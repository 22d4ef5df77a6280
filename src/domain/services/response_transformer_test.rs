// Copyright (c) 2025 Kirky.X
//
// Licensed under the MIT License
// See LICENSE file in the project root for full license information.

use super::*;
use crate::domain::models::measurement::Strategy;
use crate::domain::models::result_row::RESULT_COLUMNS;
use serde_json::{json, Number};

fn full_payload() -> Value {
    json!({
        "loadingExperience": {
            "metrics": {
                "CUMULATIVE_LAYOUT_SHIFT_SCORE": {"percentile": 5},
                "EXPERIMENTAL_TIME_TO_FIRST_BYTE": {"percentile": 800},
                "FIRST_CONTENTFUL_PAINT_MS": {"percentile": 1500},
                "FIRST_INPUT_DELAY_MS": {"percentile": 20},
                "INTERACTION_TO_NEXT_PAINT": {"percentile": 200},
                "LARGEST_CONTENTFUL_PAINT_MS": {"percentile": 2400}
            }
        },
        "originLoadingExperience": {
            "metrics": {
                "CUMULATIVE_LAYOUT_SHIFT_SCORE": {"percentile": 8},
                "EXPERIMENTAL_TIME_TO_FIRST_BYTE": {"percentile": 900},
                "FIRST_CONTENTFUL_PAINT_MS": {"percentile": 1700},
                "FIRST_INPUT_DELAY_MS": {"percentile": 25},
                "INTERACTION_TO_NEXT_PAINT": {"percentile": 250},
                "LARGEST_CONTENTFUL_PAINT_MS": {"percentile": 2600}
            }
        },
        "lighthouseResult": {
            "categories": {
                "performance": {"score": 0.87},
                "accessibility": {"score": 0.95},
                "best-practices": {"score": 1},
                "seo": {"score": 0.29}
            }
        }
    })
}

fn request() -> MeasurementRequest {
    MeasurementRequest::new("https://example.com", Strategy::Mobile, "ja")
}

fn transformer() -> ResponseTransformer {
    ResponseTransformer::new(NaiveDate::from_ymd_opt(2024, 6, 1).unwrap())
}

#[test]
fn test_performance_score_is_scaled_to_percentage() {
    let (this_url, origin) = transformer().transform(&full_payload(), &request());

    assert_eq!(this_url.scores.performance, Some(87));
    assert_eq!(this_url.scores.accessibility, Some(95));
    assert_eq!(this_url.scores.best_practices, Some(100));
    assert_eq!(this_url.scores.seo, Some(29));
    assert_eq!(origin.scores, this_url.scores);

    let record = this_url.to_record();
    assert_eq!(record[5], "87");
}

#[test]
fn test_full_payload_rows_differ_only_in_scope_and_metrics() {
    let (this_url, origin) = transformer().transform(&full_payload(), &request());

    assert_eq!(this_url.scope, Scope::ThisUrl);
    assert_eq!(origin.scope, Scope::Origin);
    assert_ne!(this_url.metrics, origin.metrics);

    let a = this_url.to_record();
    let b = origin.to_record();
    assert_eq!(a.len(), RESULT_COLUMNS.len());
    for (i, (left, right)) in a.iter().zip(b.iter()).enumerate() {
        // column 4 is the scope, 9..15 are the field metrics
        if i == 4 || (9..15).contains(&i) {
            continue;
        }
        assert_eq!(left, right, "column {} should be shared", RESULT_COLUMNS[i]);
    }
    assert_eq!(a[9..15], ["5", "800", "1500", "20", "200", "2400"]);
    assert_eq!(b[9..15], ["8", "900", "1700", "25", "250", "2600"]);
}

#[test]
fn test_missing_fid_only_blanks_fid() {
    let mut payload = full_payload();
    payload["loadingExperience"]["metrics"]
        .as_object_mut()
        .unwrap()
        .remove("FIRST_INPUT_DELAY_MS");

    let (this_url, origin) = transformer().transform(&payload, &request());
    let record = this_url.to_record();

    assert_eq!(record[12], "");
    assert_eq!(record[9..12], ["5", "800", "1500"]);
    assert_eq!(record[13..15], ["200", "2400"]);
    assert_eq!(record[5], "87");
    assert_eq!(origin.metrics.fid, Some(Number::from(25)));
}

#[test]
fn test_missing_metrics_blank_exactly_their_positions() {
    let mut payload = full_payload();
    let metrics = payload["originLoadingExperience"]["metrics"]
        .as_object_mut()
        .unwrap();
    metrics.remove("CUMULATIVE_LAYOUT_SHIFT_SCORE");
    metrics.remove("INTERACTION_TO_NEXT_PAINT");
    // present metric without a percentile
    metrics.insert("LARGEST_CONTENTFUL_PAINT_MS".to_string(), json!({"category": "FAST"}));

    let (_, origin) = transformer().transform(&payload, &request());
    let record = origin.to_record();

    assert_eq!(record[9..15], ["", "900", "1700", "25", "", ""]);
}

#[test]
fn test_missing_sections_produce_blank_rows() {
    let payload = json!({"id": "https://example.com/"});

    let (this_url, origin) = transformer().transform(&payload, &request());

    assert_eq!(this_url.metrics, FieldMetrics::default());
    assert_eq!(origin.metrics, FieldMetrics::default());
    assert_eq!(this_url.scores, CategoryScores::default());
    let record = origin.to_record();
    assert_eq!(record[0], "2024-06-01");
    assert_eq!(record[3], "https://example.com");
    assert!(record[5..].iter().all(|v| v.is_empty()));
}

#[test]
fn test_wrong_types_do_not_panic() {
    let payload = json!({
        "loadingExperience": "unavailable",
        "originLoadingExperience": {"metrics": []},
        "lighthouseResult": {"categories": {"performance": {"score": null}, "seo": "n/a"}}
    });

    let (this_url, origin) = transformer().transform(&payload, &request());

    assert_eq!(this_url.metrics, FieldMetrics::default());
    assert_eq!(origin.metrics, FieldMetrics::default());
    assert_eq!(this_url.scores.performance, None);
    assert_eq!(this_url.scores.seo, None);
}

#[test]
fn test_scale_score_bounds() {
    assert_eq!(scale_score(0.0), 0);
    assert_eq!(scale_score(0.29), 29);
    assert_eq!(scale_score(0.999), 99);
    assert_eq!(scale_score(1.0), 100);
    assert_eq!(scale_score(1.5), 100);
}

- **Task instructions**
All of the data needs to be reproduced exactly, with no line missing.

- **Answer below**
repository 22d4ef5df77a6280
filename src/domain/services/response_transformer_test.rs
// Copyright (c) 2025 Kirky.X
//
// Licensed under the MIT License
// See LICENSE file in the project root for full license information.

use super::*;
use crate::domain::models::measurement::Strategy;
use crate::domain::models::result_row::RESULT_COLUMNS;
use serde_json::{json, Number};

fn full_payload() -> Value {
    json!({
        "loadingExperience": {
            "metrics": {
                "CUMULATIVE_LAYOUT_SHIFT_SCORE": {"percentile": 5},
                "EXPERIMENTAL_TIME_TO_FIRST_BYTE": {"percentile": 800},
                "FIRST_CONTENTFUL_PAINT_MS": {"percentile": 1500},
                "FIRST_INPUT_DELAY_MS": {"percentile": 20},
                "INTERACTION_TO_NEXT_PAINT": {"percentile": 200},
                "LARGEST_CONTENTFUL_PAINT_MS": {"percentile": 2400}
            }
        },
        "originLoadingExperience": {
            "metrics": {
                "CUMULATIVE_LAYOUT_SHIFT_SCORE": {"percentile": 8},
                "EXPERIMENTAL_TIME_TO_FIRST_BYTE": {"percentile": 900},
                "FIRST_CONTENTFUL_PAINT_MS": {"percentile": 1700},
                "FIRST_INPUT_DELAY_MS": {"percentile": 25},
                "INTERACTION_TO_NEXT_PAINT": {"percentile": 250},
                "LARGEST_CONTENTFUL_PAINT_MS": {"percentile": 2600}
            }
        },
        "lighthouseResult": {
            "categories": {
                "performance": {"score": 0.87},
                "accessibility": {"score": 0.95},
                "best-practices": {"score": 1},
                "seo": {"score": 0.29}
            }
        }
    })
}

fn request() -> MeasurementRequest {
    MeasurementRequest::new("https://example.com", Strategy::Mobile, "ja")
}

fn transformer() -> ResponseTransformer {
    ResponseTransformer::new(NaiveDate::from_ymd_opt(2024, 6, 1).unwrap())
}

#[test]
fn test_performance_score_is_scaled_to_percentage() {
    let (this_url, origin) = transformer().transform(&full_payload(), &request());

    assert_eq!(this_url.scores.performance, Some(87));
    assert_eq!(this_url.scores.accessibility, Some(95));
    assert_eq!(this_url.scores.best_practices, Some(100));
    assert_eq!(this_url.scores.seo, Some(29));
    assert_eq!(origin.scores, this_url.scores);

    let record = this_url.to_record();
    assert_eq!(record[5], "87");
}

#[test]
fn test_full_payload_rows_differ_only_in_scope_and_metrics() {
    let (this_url, origin) = transformer().transform(&full_payload(), &request());

    assert_eq!(this_url.scope, Scope::ThisUrl);
    assert_eq!(origin.scope, Scope::Origin);
    assert_ne!(this_url.metrics, origin.metrics);

    let a = this_url.to_record();
    let b = origin.to_record();
    assert_eq!(a.len(), RESULT_COLUMNS.len());
    for (i, (left, right)) in a.iter().zip(b.iter()).enumerate() {
        // column 4 is the scope, 9..15 are the field metrics
        if i == 4 || (9..15).contains(&i) {
            continue;
        }
        assert_eq!(left, right, "column {} should be shared", RESULT_COLUMNS[i]);
    }
    assert_eq!(a[9..15], ["5", "800", "1500", "20", "200", "2400"]);
    assert_eq!(b[9..15], ["8", "900", "1700", "25", "250", "2600"]);
}

#[test]
fn test_missing_fid_only_blanks_fid() {
    let mut payload = full_payload();
    payload["loadingExperience"]["metrics"]
        .as_object_mut()
        .unwrap()
        .remove("FIRST_INPUT_DELAY_MS");

    let (this_url, origin) = transformer().transform(&payload, &request());
    let record = this_url.to_record();

    assert_eq!(record[12], "");
    assert_eq!(record[9..12], ["5", "800", "1500"]);
    assert_eq!(record[13..15], ["200", "2400"]);
    assert_eq!(record[5], "87");
    assert_eq!(origin.metrics.fid, Some(Number::from(25)));
}

#[test]
fn test_missing_metrics_blank_exactly_their_positions() {
    let mut payload = full_payload();
    let metrics = payload["originLoadingExperience"]["metrics"]
        .as_object_mut()
        .unwrap();
    metrics.remove("CUMULATIVE_LAYOUT_SHIFT_SCORE");
    metrics.remove("INTERACTION_TO_NEXT_PAINT");
    // present metric without a percentile
    metrics.insert("LARGEST_CONTENTFUL_PAINT_MS".to_string(), json!({"category": "FAST"}));

    let (_, origin) = transformer().transform(&payload, &request());
    let record = origin.to_record();

    assert_eq!(record[9..15], ["", "900", "1700", "25", "", ""]);
}

#[test]
fn test_missing_sections_produce_blank_rows() {
    let payload = json!({"id": "https://example.com/"});

    let (this_url, origin) = transformer().transform(&payload, &request());

    assert_eq!(this_url.metrics, FieldMetrics::default());
    assert_eq!(origin.metrics, FieldMetrics::default());
    assert_eq!(this_url.scores, CategoryScores::default());
    let record = origin.to_record();
    assert_eq!(record[0], "2024-06-01");
    assert_eq!(record[3], "https://example.com");
    assert!(record[5..].iter().all(|v| v.is_empty()));
}

#[test]
fn test_wrong_types_do_not_panic() {
    let payload = json!({
        "loadingExperience": "unavailable",
        "originLoadingExperience": {"metrics": []},
        "lighthouseResult": {"categories": {"performance": {"score": null}, "seo": "n/a"}}
    });

    let (this_url, origin) = transformer().transform(&payload, &request());

    assert_eq!(this_url.metrics, FieldMetrics::default());
    assert_eq!(origin.metrics, FieldMetrics::default());
    assert_eq!(this_url.scores.performance, None);
    assert_eq!(this_url.scores.seo, None);
}

#[test]
fn test_scale_score_bounds() {
    assert_eq!(scale_score(0.0), 0);
    assert_eq!(scale_score(0.29), 29);
    assert_eq!(scale_score(0.999), 99);
    assert_eq!(scale_score(1.0), 100);
    assert_eq!(scale_score(1.5), 100);
}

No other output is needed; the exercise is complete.